Copy each line of the entries beneath that contains the word "Vector".

Stored data entries
■ ■ ■ ■ ■
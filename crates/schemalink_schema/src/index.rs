//! The name → declaration index.
//!
//! Backed by persistent maps so a load can take an O(1) snapshot and roll
//! back to it on failure.

use im::{HashMap, Vector};
use schemalink_foundation::{Error, Name, Result};

use crate::BUILTIN_MODULE;
use crate::kind::PrototypeKind;
use crate::proto::{Atom, Computable, Concept, Link, LinkProperty, Prototype};

/// Declarations by qualified name, in insertion order.
#[derive(Clone, Debug, Default)]
pub struct SchemaIndex {
    items: HashMap<Name, Prototype>,
    order: Vector<Name>,
}

impl SchemaIndex {
    /// Creates an empty index.
    #[must_use]
    pub fn new() -> Self {
        Self::default()
    }

    /// Registers a declaration.
    ///
    /// # Errors
    ///
    /// Returns `DuplicateName` if the name is already registered.
    pub fn add(&mut self, proto: impl Into<Prototype>) -> Result<()> {
        let proto = proto.into();
        let name = proto.name().clone();
        if self.items.contains_key(&name) {
            return Err(Error::duplicate_name(&name));
        }
        self.order.push_back(name.clone());
        self.items.insert(name, proto);
        Ok(())
    }

    /// Looks a declaration up by exact name.
    #[must_use]
    pub fn get(&self, name: &Name) -> Option<&Prototype> {
        self.items.get(name)
    }

    /// Mutable lookup by exact name.
    pub fn get_mut(&mut self, name: &Name) -> Option<&mut Prototype> {
        self.items.get_mut(name)
    }

    /// Looks a declaration of a given kind up by exact name.
    #[must_use]
    pub fn get_kind(&self, name: &Name, kind: PrototypeKind) -> Option<&Prototype> {
        self.get(name).filter(|p| p.kind() == kind)
    }

    /// Returns true if the name is registered.
    #[must_use]
    pub fn contains(&self, name: &Name) -> bool {
        self.items.contains_key(name)
    }

    /// Number of declarations.
    #[must_use]
    pub fn len(&self) -> usize {
        self.order.len()
    }

    /// Returns true if nothing is registered.
    #[must_use]
    pub fn is_empty(&self) -> bool {
        self.order.is_empty()
    }

    /// Returns true if any declaration lives in `module`.
    #[must_use]
    pub fn has_module(&self, module: &str) -> bool {
        self.order.iter().any(|n| n.module() == module)
    }

    /// Names of declarations of `kind`, in insertion order.
    #[must_use]
    pub fn names(&self, kind: PrototypeKind) -> Vec<Name> {
        self.iterate(Some(kind), true, true)
            .map(|p| p.name().clone())
            .collect()
    }

    /// Lazily iterates declarations in insertion order.
    ///
    /// `kind: None` yields every kind. Builtin and automatic declarations are
    /// skipped unless requested. The iterator is `Clone`, so a walk can be
    /// restarted from any point.
    #[must_use]
    pub fn iterate(
        &self,
        kind: Option<PrototypeKind>,
        include_builtin: bool,
        include_automatic: bool,
    ) -> Iterate<'_> {
        Iterate {
            index: self,
            pos: 0,
            kind,
            include_builtin,
            include_automatic,
        }
    }

    /// Returns true if `child` is `ancestor` or inherits from it.
    #[must_use]
    pub fn is_subclass(&self, child: &Name, ancestor: &Name) -> bool {
        let mut stack = vec![child.clone()];
        let mut seen = std::collections::HashSet::new();
        while let Some(name) = stack.pop() {
            if &name == ancestor {
                return true;
            }
            if !seen.insert(name.clone()) {
                continue;
            }
            if let Some(p) = self.get(&name) {
                stack.extend(p.bases().iter().cloned());
            }
        }
        false
    }

    /// The atom named `name`.
    #[must_use]
    pub fn atom(&self, name: &Name) -> Option<&Atom> {
        self.get(name).and_then(Prototype::as_atom)
    }

    /// The concept named `name`.
    #[must_use]
    pub fn concept(&self, name: &Name) -> Option<&Concept> {
        self.get(name).and_then(Prototype::as_concept)
    }

    /// The link named `name`.
    #[must_use]
    pub fn link(&self, name: &Name) -> Option<&Link> {
        self.get(name).and_then(Prototype::as_link)
    }

    /// The link property named `name`.
    #[must_use]
    pub fn link_property(&self, name: &Name) -> Option<&LinkProperty> {
        self.get(name).and_then(Prototype::as_link_property)
    }

    /// The computable named `name`.
    #[must_use]
    pub fn computable(&self, name: &Name) -> Option<&Computable> {
        self.get(name).and_then(Prototype::as_computable)
    }

    /// Returns true if `name` is an atom.
    #[must_use]
    pub fn is_atom(&self, name: &Name) -> bool {
        self.atom(name).is_some()
    }
}

/// Lazy, restartable iteration over a [`SchemaIndex`].
#[derive(Clone, Debug)]
pub struct Iterate<'a> {
    index: &'a SchemaIndex,
    pos: usize,
    kind: Option<PrototypeKind>,
    include_builtin: bool,
    include_automatic: bool,
}

impl<'a> Iterator for Iterate<'a> {
    type Item = &'a Prototype;

    fn next(&mut self) -> Option<Self::Item> {
        while let Some(name) = self.index.order.get(self.pos) {
            self.pos += 1;
            let Some(proto) = self.index.items.get(name) else {
                continue;
            };
            if self.kind.is_some_and(|k| proto.kind() != k) {
                continue;
            }
            if !self.include_builtin && name.module() == BUILTIN_MODULE {
                continue;
            }
            if !self.include_automatic && proto.is_automatic() {
                continue;
            }
            return Some(proto);
        }
        None
    }
}

// =============================================================================
// Tests
// =============================================================================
■ ■ ■ ■ ■
Task result:
use im::{HashMap, Vector};
    order: Vector<Name>,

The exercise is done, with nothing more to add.